Amazon competitors will begin to fall
Experts say many companies that jumped into the public cloud Infrastructure-as-a-Service (IaaS) market will not survive 2013. “It’s very hard to play in the Amazon game,” says John Treadway, vice president of Cloud Technology Partners. “The margins are small and if you don’t offer a differentiating value, you are likely going to fail.”
Hybrid cloud management becomes key
If companies make the move to hybrid clouds, then it will be critical that IT execs are able to manage both the public and private pieces of the overall cloud infrastructure. Luckily, there are companies that can help, starting with RightScale, which has been offering cloud integration management since 2006. Other players include Cohuman, Okta, Scalr and Tier 3.
Cloud brokerages and integration hubs will explode
IDC predicts that by 2015, nearly $1 of every $6 spent on packaged software, and $1 of every $5 spent on applications, will be consumed via the Software-as-a-Service (SaaS) model. So, who handles the integration of all these apps? Cloud service brokerages. And who develops security and auditing around these apps? Who creates B2B links with partners using the same apps? Cloud integration hubs. Startups include Cordys and Informatica.
Big Data gets bigger
Big data – the analysis of vast amounts of unstructured data – and the unlimited compute power of the cloud are a match made in heaven. The major vendors are jumping on the big data bandwagon as evidenced by HP’s purchase of Vertica and Autonomy, IBM’s purchase of Netezza and EMC’s purchase of Greenplum. And there are plenty of Big Data analytics startups, such as Metamarkets and Datameer.
Software defined networking (SDN) becomes mainstream
In July, VMware spent $1 billion for SDN startup Nicera. Last month, Cisco paid $1.2 billion for Meraki, which provides networking systems that can be managed from the cloud. What’s it all mean? “All of these moves just point to the eventual realization that software defined networking is just going to collapse back into a new definition of networking that is going to evolve in 2013,” says Terremark CTO John Considine.
Hybrid cloud security options will increase
As companies move to hybrid clouds, vendors are expected to keep pace by offering security in two flavors – traditional appliance-based security products for on-premise access, plus security-as-a-service to shore up security for mobile devices. IDC predicts that over the next three years hybrid deployments will make up 60% of all deployments. IDC also predicts that the market will balloon to $3.3 billion by 2016.

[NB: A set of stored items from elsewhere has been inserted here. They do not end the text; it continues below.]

//! Profile picture storage on the local filesystem.

use std::io::Cursor;
use std::path::{Path, PathBuf};

use axum::body::Bytes;
use image::io::{Limits, Reader};
use image::ImageFormat;
use tracing::{error, info, warn};
use uuid::Uuid;

use common::{AppError, AppResult};
use domain::{FormErrors, MSG_INVALID_IMAGE};

use crate::extractors::UploadedFile;

/// Subdirectory of the media root holding profile pictures
const PROFILE_PICTURE_DIR: &str = "profile_pictures";

/// URL prefix the media root is served under
pub const MEDIA_URL: &str = "/media";

/// Largest accepted picture width or height, in pixels
pub const MAX_PICTURE_DIMENSION: u32 = 4096;

/// Decoder allocation ceiling for one picture
const MAX_DECODE_BYTES: u64 = 128 * 1024 * 1024;

/// Writes uploads below a root directory and maps stored paths to URLs.
#[derive(Debug, Clone)]
pub struct MediaStore {
    root: PathBuf,
}

impl MediaStore {
    pub fn new(root: impl Into<PathBuf>) -> Self {
        Self { root: root.into() }
    }

    pub fn root(&self) -> &Path {
        &self.root
    }

    /// Create the storage directories if missing.
    pub async fn ensure_dirs(&self) -> AppResult<()> {
        tokio::fs::create_dir_all(self.root.join(PROFILE_PICTURE_DIR))
            .await
            .map_err(|e| AppError::internal(format!("Cannot create media directory: {}", e)))
    }

    /// Confirm an upload is a decodable PNG, JPEG, GIF or WebP image within
    /// the size limits. Decoding runs on the blocking pool.
    pub async fn inspect(&self, file: &UploadedFile) -> Result<ImageFormat, FormErrors> {
        let invalid = || FormErrors::single("profile_picture", MSG_INVALID_IMAGE);

        let format = image::guess_format(&file.bytes).map_err(|_| invalid())?;
        if !matches!(
            format,
            ImageFormat::Png | ImageFormat::Jpeg | ImageFormat::Gif | ImageFormat::WebP
        ) {
            return Err(invalid());
        }

        let bytes = file.bytes.clone();
        match tokio::task::spawn_blocking(move || decodes_within_limits(bytes, format)).await {
            Ok(true) => Ok(format),
            Ok(false) => Err(invalid()),
            Err(e) => {
                error!("Image check task failed: {}", e);
                Err(invalid())
            }
        }
    }

    /// Store an inspected upload and return its path relative to the root.
    pub async fn save(&self, file: &UploadedFile, format: ImageFormat) -> AppResult<String> {
        let extension = match format {
            ImageFormat::Png => "png",
            ImageFormat::Jpeg => "jpg",
            ImageFormat::Gif => "gif",
            ImageFormat::WebP => "webp",
            other => {
                return Err(AppError::internal(format!(
                    "unsupported image format {:?}",
                    other
                )))
            }
        };

        self.ensure_dirs().await?;
        let relative = format!("{}/{}.{}", PROFILE_PICTURE_DIR, Uuid::new_v4(), extension);
        tokio::fs::write(self.root.join(&relative), &file.bytes)
            .await
            .map_err(|e| AppError::internal(format!("Cannot write upload: {}", e)))?;

        info!(path = %relative, original = %file.file_name, "Stored profile picture");
        Ok(relative)
    }

    /// Delete a stored file. Failures are logged, not returned.
    pub async fn remove(&self, relative: &str) {
        if let Err(e) = tokio::fs::remove_file(self.root.join(relative)).await {
            warn!(path = %relative, "Cannot remove stored upload: {}", e);
        }
    }

    /// Public URL for a stored relative path.
    pub fn url(&self, relative: &str) -> String {
        format!("{}/{}", MEDIA_URL, relative.trim_start_matches('/'))
    }
}

fn decodes_within_limits(bytes: Bytes, format: ImageFormat) -> bool {
    let mut limits = Limits::default();
    limits.max_image_width = Some(MAX_PICTURE_DIMENSION);
    limits.max_image_height = Some(MAX_PICTURE_DIMENSION);
    limits.max_alloc = Some(MAX_DECODE_BYTES);

    let mut reader = Reader::with_format(Cursor::new(&bytes[..]), format);
    reader.limits(limits);
    reader.decode().is_ok()
}

#[cfg(test)]
mod tests {
    use super::*;

    fn png_bytes() -> Vec<u8> {
        png_sized(2, 2)
    }

    fn png_sized(width: u32, height: u32) -> Vec<u8> {
        let image = image::DynamicImage::new_luma8(width, height);
        let mut buffer = Cursor::new(Vec::new());
        image
            .write_to(&mut buffer, image::ImageOutputFormat::Png)
            .unwrap();
        buffer.into_inner()
    }

    fn upload(bytes: Vec<u8>) -> UploadedFile {
        UploadedFile {
            file_name: "avatar.png".to_string(),
            bytes: Bytes::from(bytes),
        }
    }

    fn temp_store() -> MediaStore {
        MediaStore::new(std::env::temp_dir().join(format!("portal-media-{}", Uuid::new_v4())))
    }

    #[tokio::test]
    async fn test_inspect_accepts_png() {
        let store = temp_store();
        assert_eq!(
            store.inspect(&upload(png_bytes())).await.unwrap(),
            ImageFormat::Png
        );
    }

    #[tokio::test]
    async fn test_inspect_rejects_text() {
        let store = temp_store();
        let errors = store
            .inspect(&upload(b"definitely not an image".to_vec()))
            .await
            .unwrap_err();
        assert_eq!(
            errors.get("profile_picture"),
            Some(&[MSG_INVALID_IMAGE.to_string()][..])
        );
    }

    #[tokio::test]
    async fn test_inspect_rejects_truncated_png() {
        let store = temp_store();
        let mut bytes = png_bytes();
        bytes.truncate(20);
        assert!(store.inspect(&upload(bytes)).await.is_err());
    }

    #[tokio::test]
    async fn test_inspect_rejects_oversized_dimensions() {
        let store = temp_store();
        let wide = png_sized(MAX_PICTURE_DIMENSION + 1, 1);
        assert!(store.inspect(&upload(wide)).await.is_err());

        let edge = png_sized(MAX_PICTURE_DIMENSION, 1);
        assert!(store.inspect(&upload(edge)).await.is_ok());
    }

    #[tokio::test]
    async fn test_save_writes_under_profile_pictures() {
        let store = temp_store();
        let file = upload(png_bytes());

        let relative = store.save(&file, ImageFormat::Png).await.unwrap();
        assert!(relative.starts_with("profile_pictures/"));
        assert!(relative.ends_with(".png"));
        assert!(store.root().join(&relative).exists());
        assert_eq!(store.url(&relative), format!("/media/{}", relative));

        store.remove(&relative).await;
        assert!(!store.root().join(&relative).exists());

        let _ = std::fs::remove_dir_all(store.root());
    }
}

IaaS-based services will expand
Standard offerings in the infrastructure-as-a-service world will expand to include things like WAN optimization-as-a-service or load balancing-as-a-service. “It’s not a question of being able to do this stuff in-house. It’s a matter of figuring out if it’s cheaper and more efficient to do it in the cloud,” says Tracy Corbo of Enterprise Management Associates.
Outages will occur
Despite the best efforts of the cloud services providers, be prepared for outages. “Outages will happen as a matter of course,” says Gartner’s Lydia Leong. “It can’t really be helped when you take into consideration all of the permutations of all the services riding on these infrastructures. There is no way every contingency can be tested for.” That means it’s up to enterprises to take the initiative when it comes to backup plans.
Gamification will drive sales and customer service
Gartner predicts that by 2014, 70% of all Fortune 2000 companies will have at least one cloud-based application that employs game theory to influence employee or customer behavior. Gamification is the concept of applying game-design thinking to non-game applications to make them more fun, engaging and addicting. Applications in the business world include boosting sales, encouraging collaboration and information sharing among employees and partners, and increasing customer service satisfaction. Market leaders include Badgeville, BunchBall, Crowdfactory, Gamify.it, Hoopla, Kudos, ObjectiveLogistics and Rypple (a salesforce.com company).